*The task*
Copy every line of the records below that holds the word "issues".

++++++++

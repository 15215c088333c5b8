//! Source documents that feed candidate issues
//!
//! - [`template`]: a single issue from a front-matter markdown file
//! - [`sheet`]: spreadsheet rows decoded into column-keyed records
//! - [`proposal`]: spreadsheet rows turned into dApp proposal issues

pub mod proposal;
pub mod sheet;
pub mod template;

pub use proposal::{find_duplicate_names, proposal_candidate, DuplicateName};
pub use sheet::{combine, read_workbook, SheetData, SheetRecord};
pub use template::{load_template, parse_template};
//! Spreadsheet decoding
//!
//! Every sheet is read in workbook order. The first row of a sheet is its
//! header; each following row becomes a record keyed by header name. Empty
//! cells are left out of the record and rows with no values are dropped.

use crate::error::{Error, Result};
use calamine::{open_workbook_auto, Data, Range, Reader};
use std::collections::HashMap;
use std::path::Path;

/// One spreadsheet row, keyed by column header
#[derive(Debug, Clone, Default, PartialEq, Eq)]
pub struct SheetRecord {
    fields: HashMap<String, String>,
}

impl SheetRecord {
    /// Build a record from `(column, value)` pairs
    pub fn from_pairs<I, K, V>(pairs: I) -> Self
    where
        I: IntoIterator<Item = (K, V)>,
        K: Into<String>,
        V: Into<String>,
    {
        Self {
            fields: pairs
                .into_iter()
                .map(|(k, v)| (k.into(), v.into()))
                .collect(),
        }
    }

    /// Trimmed value of a column, `None` when absent or blank
    pub fn get(&self, column: &str) -> Option<&str> {
        self.fields
            .get(column)
            .map(|v| v.trim())
            .filter(|v| !v.is_empty())
    }

    /// Number of populated columns
    pub fn len(&self) -> usize {
        self.fields.len()
    }

    /// Whether the record has no populated columns
    pub fn is_empty(&self) -> bool {
        self.fields.is_empty()
    }
}

/// Records decoded from a single sheet
#[derive(Debug, Clone)]
pub struct SheetData {
    /// Sheet name
    pub name: String,
    /// Rows in sheet order
    pub records: Vec<SheetRecord>,
}

/// Read every sheet of a workbook (xlsx, xlsm, xls, xlsb, ods)
pub fn read_workbook(path: &Path) -> Result<Vec<SheetData>> {
    let mut workbook = open_workbook_auto(path)
        .map_err(|e| Error::Spreadsheet(format!("cannot open {}: {e}", path.display())))?;

    let mut sheets = Vec::new();
    for name in workbook.sheet_names() {
        let range = workbook
            .worksheet_range(&name)
            .map_err(|e| Error::Spreadsheet(format!("cannot read sheet {name:?}: {e}")))?;
        tracing::debug!(sheet = %name, rows = range.height(), "decoded sheet");
        sheets.push(SheetData {
            records: records_from_range(&range),
            name,
        });
    }
    Ok(sheets)
}

/// Concatenate the records of all sheets, preserving order
pub fn combine(sheets: &[SheetData]) -> Vec<SheetRecord> {
    sheets
        .iter()
        .flat_map(|s| s.records.iter().cloned())
        .collect()
}

/// Decode a cell range: header row, then one record per non-empty row
pub fn records_from_range(range: &Range<Data>) -> Vec<SheetRecord> {
    let mut rows = range.rows();
    let Some(header) = rows.next() else {
        return Vec::new();
    };
    let columns: Vec<Option<String>> = header.iter().map(cell_text).collect();

    rows.map(|row| {
        SheetRecord::from_pairs(row.iter().zip(&columns).filter_map(|(cell, column)| {
            let column = column.as_ref()?;
            cell_text(cell).map(|value| (column.clone(), value))
        }))
    })
    .filter(|record| !record.is_empty())
    .collect()
}

fn cell_text(cell: &Data) -> Option<String> {
    match cell {
        Data::Empty | Data::Error(_) => None,
        Data::String(s) if s.trim().is_empty() => None,
        other => Some(other.to_string()),
    }
}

++++++++

*Solution for this task*
//! Source documents that feed candidate issues
//! - [`proposal`]: spreadsheet rows turned into dApp proposal issues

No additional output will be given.